◆ EXERCISE GOAL
Reproduce, exactly, the lines of the material below from the line containing "repository c031f9b21d7de363" through the line containing "to install SIGTERM", with both end lines included and nothing else.

◆ DATA EXTRACTS
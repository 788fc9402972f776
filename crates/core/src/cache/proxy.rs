//! Proxy and group facet implementations built on cache controllers.

use async_trait::async_trait;

use super::controller::{CacheController, CacheControllerHolder, CacheType};
use super::info::CacheInfo;
use crate::Error;
use crate::attributes::AttributesMap;
use crate::config::AppConfig;
use crate::repository::{GroupFacet, ProxyFacet};

/// Content cache of a proxy repository.
#[derive(Debug)]
pub struct ProxyCache {
    repository: String,
    controllers: CacheControllerHolder,
}

impl ProxyCache {
    pub fn new(repository: impl Into<String>, controllers: CacheControllerHolder) -> Self {
        Self { repository: repository.into(), controllers }
    }

    pub fn from_config(repository: impl Into<String>, config: &AppConfig) -> Self {
        let controllers = CacheControllerHolder::new(
            CacheController::new(config.content_max_age(), None),
            CacheController::new(config.metadata_max_age(), None),
        );
        Self::new(repository, controllers)
    }

    pub fn controllers(&self) -> &CacheControllerHolder {
        &self.controllers
    }

    /// Whether cached content must be re-fetched before being served.
    ///
    /// Missing content, or content without a cache record, is always stale.
    pub fn is_stale(&self, cache_type: CacheType, attributes: Option<&AttributesMap>) -> bool {
        let Some(attributes) = attributes else {
            return true;
        };

        match CacheInfo::extract_from(attributes) {
            Some(info) => self.controllers.get(cache_type).is_stale(&info),
            None => {
                tracing::warn!(repository = %self.repository, "cache info missing, assuming stale content");
                true
            }
        }
    }

    /// Stamp content as verified upstream just now, under the current token.
    pub fn indicate_verified(&self, cache_type: CacheType, attributes: &mut AttributesMap) -> CacheInfo {
        let info = self.controllers.get(cache_type).current();
        info.apply_to(attributes);
        info
    }
}

#[async_trait]
impl ProxyFacet for ProxyCache {
    async fn invalidate_proxied_cache(&self) -> Result<(), Error> {
        tracing::info!(repository = %self.repository, "invalidating proxy caches");
        self.controllers.invalidate_caches();
        Ok(())
    }
}

/// Aggregated (merged member) cache of a group repository.
#[derive(Debug)]
pub struct GroupCache {
    repository: String,
    controller: CacheController,
}

impl GroupCache {
    pub fn new(repository: impl Into<String>, controller: CacheController) -> Self {
        Self { repository: repository.into(), controller }
    }

    pub fn from_config(repository: impl Into<String>, config: &AppConfig) -> Self {
        Self::new(repository, CacheController::new(config.metadata_max_age(), None))
    }

    pub fn controller(&self) -> &CacheController {
        &self.controller
    }

    pub fn is_stale(&self, attributes: &AttributesMap) -> bool {
        CacheInfo::extract_from(attributes).is_none_or(|info| self.controller.is_stale(&info))
    }

    pub fn indicate_verified(&self, attributes: &mut AttributesMap) -> CacheInfo {
        let info = self.controller.current();
        info.apply_to(attributes);
        info
    }
}

#[async_trait]
impl GroupFacet for GroupCache {
    async fn invalidate_aggregated_cache(&self) -> Result<(), Error> {
        tracing::info!(repository = %self.repository, "invalidating group caches");
        self.controller.invalidate_cache();
        Ok(())
    }
}

#[cfg(test)]
mod tests {
    use super::*;

    #[test]
    fn test_missing_content_is_stale() {
        let cache = ProxyCache::from_config("npm-proxy", &AppConfig::default());
        assert!(cache.is_stale(CacheType::Content, None));
        assert!(cache.is_stale(CacheType::Content, Some(&AttributesMap::new())));
    }

    #[test]
    fn test_verified_content_is_fresh() {
        let cache = ProxyCache::from_config("npm-proxy", &AppConfig::default());
        let mut attributes = AttributesMap::new();
        cache.indicate_verified(CacheType::Content, &mut attributes);
        assert!(!cache.is_stale(CacheType::Content, Some(&attributes)));
    }

    #[tokio::test]
    async fn test_invalidate_proxied_cache() {
        let cache = ProxyCache::from_config("npm-proxy", &AppConfig::default());
        let mut content = AttributesMap::new();
        let mut metadata = AttributesMap::new();
        cache.indicate_verified(CacheType::Content, &mut content);
        cache.indicate_verified(CacheType::Metadata, &mut metadata);

        cache.invalidate_proxied_cache().await.unwrap();

        assert!(cache.is_stale(CacheType::Content, Some(&content)));
        assert!(cache.is_stale(CacheType::Metadata, Some(&metadata)));
    }

    #[tokio::test]
    async fn test_invalidate_aggregated_cache() {
        let cache = GroupCache::from_config("npm-group", &AppConfig::default());
        let mut merged = AttributesMap::new();
        cache.indicate_verified(&mut merged);
        assert!(!cache.is_stale(&merged));

        cache.invalidate_aggregated_cache().await.unwrap();
        assert!(cache.is_stale(&merged));
    }
}
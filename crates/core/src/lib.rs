//! Core types and shared functionality for upguard.
//!
//! This crate provides:
//! - Cache freshness records and controllers for proxy and group repositories
//! - Remote connection status types
//! - Repository cache invalidation with cluster replication
//! - Configuration structures and unified error types

pub mod attributes;
pub mod cache;
pub mod config;
pub mod error;
pub mod events;
pub mod invalidation;
pub mod replication;
pub mod repository;
pub mod status;

pub use attributes::AttributesMap;
pub use cache::{CacheController, CacheControllerHolder, CacheInfo, CacheType};
pub use config::{AppConfig, AutoBlockConfig, ConfigError};
pub use error::Error;
pub use events::{ClusterBus, ClusterEvent, EventBus, NodeEventBus};
pub use invalidation::CacheInvalidationCoordinator;
pub use replication::ClusterEventDispatcher;
pub use repository::{HttpClientFacet, Repository, RepositoryKind, RepositoryManager, RepositoryRegistry};
pub use status::{RemoteConnectionStatus, RemoteConnectionStatusObserver, RemoteConnectionStatusType};
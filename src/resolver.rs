//! Descriptor path resolution
//!
//! Decides which descriptor resources feed a module's container:
//!
//! 1. If the module declares the descriptor header, its comma separated list
//!    is used as-is (trimmed, order preserved, empty tokens dropped).
//! 2. Otherwise the descriptor directory is scanned non-recursively for
//!    entries matching the descriptor pattern.
//!
//! An empty result means the module gets no container.

use crate::config::{ConfigError, ManagerConfig};
use crate::module::{Module, ModuleError, Pattern};
use std::ops::Deref;
use thiserror::Error;

#[derive(Debug, Error)]
pub enum ResolutionError {
    #[error("Header '{header}' of {module} lists no descriptor paths")]
    EmptyHeader { module: String, header: String },

    #[error(transparent)]
    Enumeration(#[from] ModuleError),
}

/// Ordered descriptor paths for one module.
#[derive(Debug, Clone, Default, PartialEq, Eq)]
pub struct DescriptorPathSet(Vec<String>);

impl DescriptorPathSet {
    pub fn new(paths: Vec<String>) -> Self {
        Self(paths)
    }

    pub fn empty() -> Self {
        Self::default()
    }

    pub fn into_vec(self) -> Vec<String> {
        self.0
    }
}

impl Deref for DescriptorPathSet {
    type Target = [String];

    fn deref(&self) -> &Self::Target {
        &self.0
    }
}

impl<S: Into<String>> FromIterator<S> for DescriptorPathSet {
    fn from_iter<I: IntoIterator<Item = S>>(iter: I) -> Self {
        Self(iter.into_iter().map(Into::into).collect())
    }
}

/// Computes [`DescriptorPathSet`]s from module metadata.
#[derive(Debug, Clone)]
pub struct ResourcePathResolver {
    header: String,
    dir: String,
    pattern: Pattern,
}

impl ResourcePathResolver {
    pub fn new(
        header: impl Into<String>,
        dir: impl Into<String>,
        pattern: Pattern,
    ) -> Self {
        Self {
            header: header.into(),
            dir: dir.into().trim_matches('/').to_string(),
            pattern,
        }
    }

    /// Fails if the configured descriptor pattern is not a valid glob.
    pub fn from_config(config: &ManagerConfig) -> Result<Self, ConfigError> {
        Ok(Self::new(
            &config.descriptor_header,
            &config.descriptor_dir,
            config.descriptor_glob()?,
        ))
    }

    /// Resolve paths, logging any failure and treating it as "no descriptors".
    pub fn resolve(&self, module: &dyn Module) -> DescriptorPathSet {
        match self.try_resolve(module) {
            Ok(paths) => paths,
            Err(e) => {
                tracing::warn!(module = %module.symbolic_name(), "Descriptor resolution failed: {}", e);
                DescriptorPathSet::empty()
            }
        }
    }

    pub fn try_resolve(&self, module: &dyn Module) -> Result<DescriptorPathSet, ResolutionError> {
        if let Some(value) = module.header(&self.header) {
            let paths = split_header(&value);
            if paths.is_empty() {
                return Err(ResolutionError::EmptyHeader {
                    module: module.symbolic_name().to_string(),
                    header: self.header.clone(),
                });
            }
            tracing::trace!(module = %module.symbolic_name(), count = paths.len(), "Paths from header");
            return Ok(paths);
        }

        let entries = module.find_entries(&self.dir, &self.pattern, false)?;
        let paths: DescriptorPathSet = entries
            .into_iter()
            .map(|entry| self.normalize_entry(&entry))
            .collect();
        tracing::trace!(module = %module.symbolic_name(), count = paths.len(), "Paths from directory scan");
        Ok(paths)
    }

    /// Entries may come back as URLs (`bundle://7/OSGI-INF/blueprint/a.xml`);
    /// cut them down to start at the scan directory.
    fn normalize_entry(&self, entry: &str) -> String {
        match entry.find(self.dir.as_str()) {
            Some(index) => entry[index..].to_string(),
            None => entry.to_string(),
        }
    }
}

fn split_header(value: &str) -> DescriptorPathSet {
    value
        .split(',')
        .map(str::trim)
        .filter(|token| !token.is_empty())
        .collect()
}
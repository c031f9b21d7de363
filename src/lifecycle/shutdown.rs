//! Graceful Shutdown Handler
//!
//! Stops a running activator when the process receives SIGTERM or SIGINT.

use super::{Activator, ActivatorStrategy};
use std::sync::Arc;
use tokio::signal;
use tokio::sync::Mutex;

/// Handles graceful shutdown of a running activator
///
/// # Example
///
/// ```rust,ignore
/// use trellis::lifecycle::{Activator, ShutdownHandler};
///
/// let activator = Arc::new(Mutex::new(activator));
/// let shutdown_handler = ShutdownHandler::new(Arc::clone(&activator));
///
/// tokio::spawn(async move {
///     shutdown_handler.wait_for_shutdown().await;
/// });
/// ```
pub struct ShutdownHandler {
    activator: Arc<Mutex<Activator>>,
}

impl ShutdownHandler {
    pub fn new(activator: Arc<Mutex<Activator>>) -> Self {
        Self { activator }
    }

    /// Wait for a shutdown signal, then stop the activator
    pub async fn wait_for_shutdown(&self) {
        shutdown_signal().await;
        self.shutdown().await;
    }

    /// Stop the activator, destroying every live container
    pub async fn shutdown(&self) {
        tracing::info!("Starting graceful shutdown...");

        let mut activator = self.activator.lock().await;
        if !activator.is_running() {
            tracing::debug!("Activator not running, nothing to stop");
            return;
        }
        if let Err(e) = activator.stop().await {
            tracing::error!("Error while stopping activator: {}", e);
        }

        tracing::info!("Graceful shutdown complete");
    }
}

/// Create a future that completes when a shutdown signal is received
pub async fn shutdown_signal() {
    let ctrl_c = async {
        if let Err(e) = signal::ctrl_c().await {
            tracing::error!("Failed to install Ctrl+C handler: {}", e);
            std::future::pending::<()>().await;
        }
    };

    #[cfg(unix)]
    let terminate = async {
        match signal::unix::signal(signal::unix::SignalKind::terminate()) {
            Ok(mut sigterm) => {
                sigterm.recv().await;
            }
            Err(e) => {
                tracing::error!("Failed to install SIGTERM handler: {}", e);
                std::future::pending::<()>().await;
            }
        }
    };

    #[cfg(not(unix))]
    let terminate = std::future::pending::<()>();

    tokio::select! {
        _ = ctrl_c => {
            tracing::info!("Received Ctrl+C signal");
        },
        _ = terminate => {
            tracing::info!("Received SIGTERM signal");
        },
    }
}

◆ ANSWER TO THIS TASK
repository c031f9b21d7de363
filename src/lifecycle/shutdown.rs
//! Graceful Shutdown Handler
//!
//! Stops a running activator when the process receives SIGTERM or SIGINT.

use super::{Activator, ActivatorStrategy};
use std::sync::Arc;
use tokio::signal;
use tokio::sync::Mutex;

/// Handles graceful shutdown of a running activator
///
/// # Example
///
/// ```rust,ignore
/// use trellis::lifecycle::{Activator, ShutdownHandler};
///
/// let activator = Arc::new(Mutex::new(activator));
/// let shutdown_handler = ShutdownHandler::new(Arc::clone(&activator));
///
/// tokio::spawn(async move {
///     shutdown_handler.wait_for_shutdown().await;
/// });
/// ```
pub struct ShutdownHandler {
    activator: Arc<Mutex<Activator>>,
}

impl ShutdownHandler {
    pub fn new(activator: Arc<Mutex<Activator>>) -> Self {
        Self { activator }
    }

    /// Wait for a shutdown signal, then stop the activator
    pub async fn wait_for_shutdown(&self) {
        shutdown_signal().await;
        self.shutdown().await;
    }

    /// Stop the activator, destroying every live container
    pub async fn shutdown(&self) {
        tracing::info!("Starting graceful shutdown...");

        let mut activator = self.activator.lock().await;
        if !activator.is_running() {
            tracing::debug!("Activator not running, nothing to stop");
            return;
        }
        if let Err(e) = activator.stop().await {
            tracing::error!("Error while stopping activator: {}", e);
        }

        tracing::info!("Graceful shutdown complete");
    }
}

/// Create a future that completes when a shutdown signal is received
pub async fn shutdown_signal() {
    let ctrl_c = async {
        if let Err(e) = signal::ctrl_c().await {
            tracing::error!("Failed to install Ctrl+C handler: {}", e);
            std::future::pending::<()>().await;
        }
    };

    #[cfg(unix)]
    let terminate = async {
        match signal::unix::signal(signal::unix::SignalKind::terminate()) {
            Ok(mut sigterm) => {
                sigterm.recv().await;
            }
            Err(e) => {
                tracing::error!("Failed to install SIGTERM handler: {}", e);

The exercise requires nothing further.